Guy de Chaunac-Lanzac, dit Dom Robert (1907-1997) cartonnier, et Tabard frères et sœurs à Aubusson, Chèvrefeuilles, 1973, tapisserie de ba
Guy de Chaunac-Lanzac, dit Dom Robert (1907-1997) cartonnier, et Tabard frères et sœurs à Aubusson, Chèvrefeuilles, 1973, tapisserie de basse lice en laine, tissage numéroté 2/6 réalisé en 1974, 250 367 cm. Estimation : 50 000/70 000 

Hymne à la nature
À travers le regard de cet artiste, c’est l’étonnante légèreté du nôtre qui saute aux yeux ; chaque tapisserie recèle des myriades de mouvements et de couleurs, de détails et de subtilités, que nous voyons pourtant quotidiennement sans vraiment les regarder. À la croisée de la contemplation spirituelle et de l’observation botanique, ces tapisseries sont le témoignage heureux d’une foi sereine en la perfection de la création divine. En écartant toute figure humaine, Dom Robert s’extrait du discours religieux ou du prosélytisme, en faveur d’une humilité sincère, curieuse des mystères d’une nature foisonnante et parfaitement ordonnée. Comment expliquer autrement que les chèvres soient suffisamment acrobatiques pour dévorer les feuilles supposées inaccessibles ? Les unes ne vont pas sans les autres, et la tapisserie Chèvrefeuilles (50 000/70 000 €) s’en amuse avec poésie. Sur un fond brun marbré, comme la terre mouillée après la pluie, huit chèvres d’espèces différentes cabriolent à travers les feuillages rougeoyants. Cette tapisserie réalisée en 1974, mais dont le carton date de l’année précédente, évoque celle de L’Automne (1943), conservée au musée Dom Robert de Sorèze, et précède celle des Chèvres du Larzac (1993).

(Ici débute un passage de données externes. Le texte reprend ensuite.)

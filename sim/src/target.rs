//! Ground-truth road users and their motion.
//!
//! A target carries a planar state `(x, y, yaw, speed)`, a class with a
//! fixed extent, and a `MotionSpec` describing how it moves. The ego vehicle
//! is a target too; its pose becomes the `map → base_link` transform.

use fusion_core::{
    geometry::{normalize_angle, Transform2D},
    metrics::GroundTruth,
    types::{ObjectClass, Shape, Time},
};
use serde::{Deserialize, Serialize};

/// How a target moves between steps.
#[derive(Clone, Debug, PartialEq, Serialize, Deserialize)]
pub enum MotionSpec {
    /// Straight line at constant speed.
    ConstantVelocity,
    /// Constant yaw rate (rad/s) at constant speed.
    ConstantTurn { yaw_rate: f64 },
    /// Longitudinal acceleration (m/s²); speed never drops below zero.
    ConstantAccel { accel: f64 },
    /// Switch motion at given times.
    /// `segments` is sorted by start time; the active spec is the last one
    /// whose start is `<= t`.
    Segmented { segments: Vec<(f64, MotionSpec)> },
}

/// Planar true state.
#[derive(Clone, Copy, Debug, Default, PartialEq, Serialize, Deserialize)]
pub struct TargetState {
    pub x: f64,
    pub y: f64,
    pub yaw: f64,
    /// Speed along the heading (m/s)
    pub speed: f64,
}

/// A simulated road user with ground-truth state.
#[derive(Clone, Debug, PartialEq, Serialize, Deserialize)]
pub struct Target {
    /// Unique target ID (used for metrics)
    pub id: u64,
    pub class: ObjectClass,
    pub shape: Shape,
    pub state: TargetState,
    pub motion: MotionSpec,
    /// No detections before this time
    pub appear_at: Option<f64>,
    /// No detections from this time on
    pub disappear_at: Option<f64>,
}

impl Target {
    pub fn new(id: u64, class: ObjectClass, state: TargetState, motion: MotionSpec) -> Self {
        Self {
            id,
            class,
            shape: default_shape(class),
            state,
            motion,
            appear_at: None,
            disappear_at: None,
        }
    }

    pub fn with_window(mut self, appear_at: Option<f64>, disappear_at: Option<f64>) -> Self {
        self.appear_at = appear_at;
        self.disappear_at = disappear_at;
        self
    }

    /// Propagate the true state by `dt` seconds.
    pub fn step(&mut self, t: f64, dt: f64) {
        step_state(&mut self.state, &self.motion, t, dt);
    }

    /// True if target is visible at time `t`.
    pub fn is_active(&self, t: f64) -> bool {
        if self.appear_at.is_some_and(|appear| t < appear) {
            return false;
        }
        if self.disappear_at.is_some_and(|disappear| t >= disappear) {
            return false;
        }
        true
    }

    /// Pose as a child → world transform.
    pub fn pose(&self) -> Transform2D {
        Transform2D::new(self.state.x, self.state.y, self.state.yaw)
    }

    pub fn ground_truth(&self, time: Time) -> GroundTruth {
        GroundTruth {
            target_id: self.id,
            time,
            x: self.state.x,
            y: self.state.y,
            yaw: self.state.yaw,
            speed: self.state.speed,
            class: self.class,
        }
    }
}

fn step_state(s: &mut TargetState, motion: &MotionSpec, t: f64, dt: f64) {
    match motion {
        MotionSpec::ConstantVelocity => {
            s.x += s.speed * s.yaw.cos() * dt;
            s.y += s.speed * s.yaw.sin() * dt;
        }
        MotionSpec::ConstantTurn { yaw_rate } => {
            if yaw_rate.abs() < 1e-9 {
                s.x += s.speed * s.yaw.cos() * dt;
                s.y += s.speed * s.yaw.sin() * dt;
            } else {
                let new_yaw = s.yaw + yaw_rate * dt;
                s.x += s.speed / yaw_rate * (new_yaw.sin() - s.yaw.sin());
                s.y += s.speed / yaw_rate * (s.yaw.cos() - new_yaw.cos());
                s.yaw = normalize_angle(new_yaw);
            }
        }
        MotionSpec::ConstantAccel { accel } => {
            let v0 = s.speed;
            let v1 = (v0 + accel * dt).max(0.0);
            let distance = 0.5 * (v0 + v1) * dt;
            s.x += distance * s.yaw.cos();
            s.y += distance * s.yaw.sin();
            s.speed = v1;
        }
        MotionSpec::Segmented { segments } => {
            match segments.iter().filter(|(start, _)| *start <= t).last() {
                Some((_, spec)) => step_state(s, spec, t, dt),
                // before the first segment: CV
                None => step_state(s, &MotionSpec::ConstantVelocity, t, dt),
            }
        }
    }
}

/// Typical extent for a class.
pub fn default_shape(class: ObjectClass) -> Shape {
    match class {
        ObjectClass::Car | ObjectClass::Unknown => Shape::bounding_box(4.5, 1.9, 1.5),
        ObjectClass::Truck => Shape::bounding_box(8.0, 2.5, 3.2),
        ObjectClass::Bus => Shape::bounding_box(12.0, 2.6, 3.2),
        ObjectClass::Trailer => Shape::bounding_box(10.0, 2.5, 3.5),
        ObjectClass::Motorcycle => Shape::bounding_box(2.2, 0.8, 1.4),
        ObjectClass::Bicycle => Shape::bounding_box(1.8, 0.6, 1.6),
        ObjectClass::Pedestrian => Shape::Cylinder {
            diameter: 0.6,
            height: 1.7,
        },
    }
}

// ---------------------------------------------------------------------------
// Tests
// ---------------------------------------------------------------------------

#[cfg(test)]
mod tests {
    use super::*;
    use approx::assert_abs_diff_eq;
    use std::f64::consts::FRAC_PI_2;

    fn state(speed: f64) -> TargetState {
        TargetState {
            speed,
            ..Default::default()
        }
    }

    #[test]
    fn constant_velocity_moves_along_heading() {
        let mut t = Target::new(0, ObjectClass::Car, state(10.0), MotionSpec::ConstantVelocity);
        t.step(0.0, 0.5);
        assert_abs_diff_eq!(t.state.x, 5.0, epsilon = 1e-12);
        assert_abs_diff_eq!(t.state.y, 0.0, epsilon = 1e-12);
    }

    #[test]
    fn quarter_turn_ends_on_the_circle() {
        // radius 10 m, a quarter circle in one step
        let mut t = Target::new(
            0,
            ObjectClass::Car,
            state(10.0),
            MotionSpec::ConstantTurn { yaw_rate: 1.0 },
        );
        t.step(0.0, FRAC_PI_2);
        assert_abs_diff_eq!(t.state.x, 10.0, epsilon = 1e-9);
        assert_abs_diff_eq!(t.state.y, 10.0, epsilon = 1e-9);
        assert_abs_diff_eq!(t.state.yaw, FRAC_PI_2, epsilon = 1e-9);
    }

    #[test]
    fn braking_stops_at_zero_speed() {
        let mut t = Target::new(
            0,
            ObjectClass::Car,
            state(2.0),
            MotionSpec::ConstantAccel { accel: -4.0 },
        );
        t.step(0.0, 1.0);
        assert_eq!(t.state.speed, 0.0);
        // travelled the average of 2 and 0 over the step
        assert_abs_diff_eq!(t.state.x, 1.0, epsilon = 1e-12);
    }

    #[test]
    fn segmented_switches_at_start_time() {
        let motion = MotionSpec::Segmented {
            segments: vec![
                (0.0, MotionSpec::ConstantVelocity),
                (1.0, MotionSpec::ConstantAccel { accel: 2.0 }),
            ],
        };
        let mut t = Target::new(0, ObjectClass::Car, state(1.0), motion);
        t.step(0.5, 0.5);
        assert_eq!(t.state.speed, 1.0);
        t.step(1.0, 0.5);
        assert_abs_diff_eq!(t.state.speed, 2.0, epsilon = 1e-12);
    }

    #[test]
    fn visibility_window() {
        let t = Target::new(0, ObjectClass::Pedestrian, state(1.0), MotionSpec::ConstantVelocity)
            .with_window(Some(1.0), Some(2.0));
        assert!(!t.is_active(0.5));
        assert!(t.is_active(1.0));
        assert!(!t.is_active(2.0));
        assert!(matches!(t.shape, Shape::Cylinder { .. }));
    }
}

Tout au long de sa vie, Dom Robert s’applique à restituer ce qu’il décrit comme « la nature toute pure, toute simple et toute proche, celle qui nous entoure et se rencontre sous nos pas, à laquelle on oublie le plus souvent de prêter la moindre attention, [qui] peut être un champ de recherche et de trouvailles aussi inépuisable que le champ des étoiles ». Sous son égide, le spectateur découvre dans ce trait presque naïf une précision botanique déconcertante qui fait identifier sans difficulté les feuilles de chêne, de noisetier, de platane, de hêtre et de tilleul.
Chèvrefeuilles devient un jeu à plusieurs niveaux de compréhension. Il en est de même dans le foisonnant Plein Champ (60 000/80 000 €), pièce majeure du corpus de l’artiste, initialement commandée pour le lycée agricole d’Angers en 1969. Difficile d’imaginer un sujet plus approprié à l’établissement scolaire que cette tapisserie évoquant celle des Mille Fleurs sauvages imaginée en 1961 et hommage délicat aux verdures aubussonnaises médiévales. Le lycéen studieux peut y exercer son œil et y reconnaître les espèces de la faune et de la flore locales qui sont déjà son quotidien et seront bientôt son avenir. Sans échelle et sans perspective, des graminées aux couleurs pastel prospèrent aux côtés de coquelicots rouge vif et de pissenlits bien jaunes qui forment une prairie fleurie abritant des volailles pleines de panache, crêtes dressées et plumages chamarrés. Parmi elles, une chèvre débonnaire et un agneau, évocation pascale renvoyant sans doute à la sereine plénitude de ce Plein Champ, aussi qu’au plain-chant grégorien, liturgique et a cappella, hommage de la voix naturelle à son créateur.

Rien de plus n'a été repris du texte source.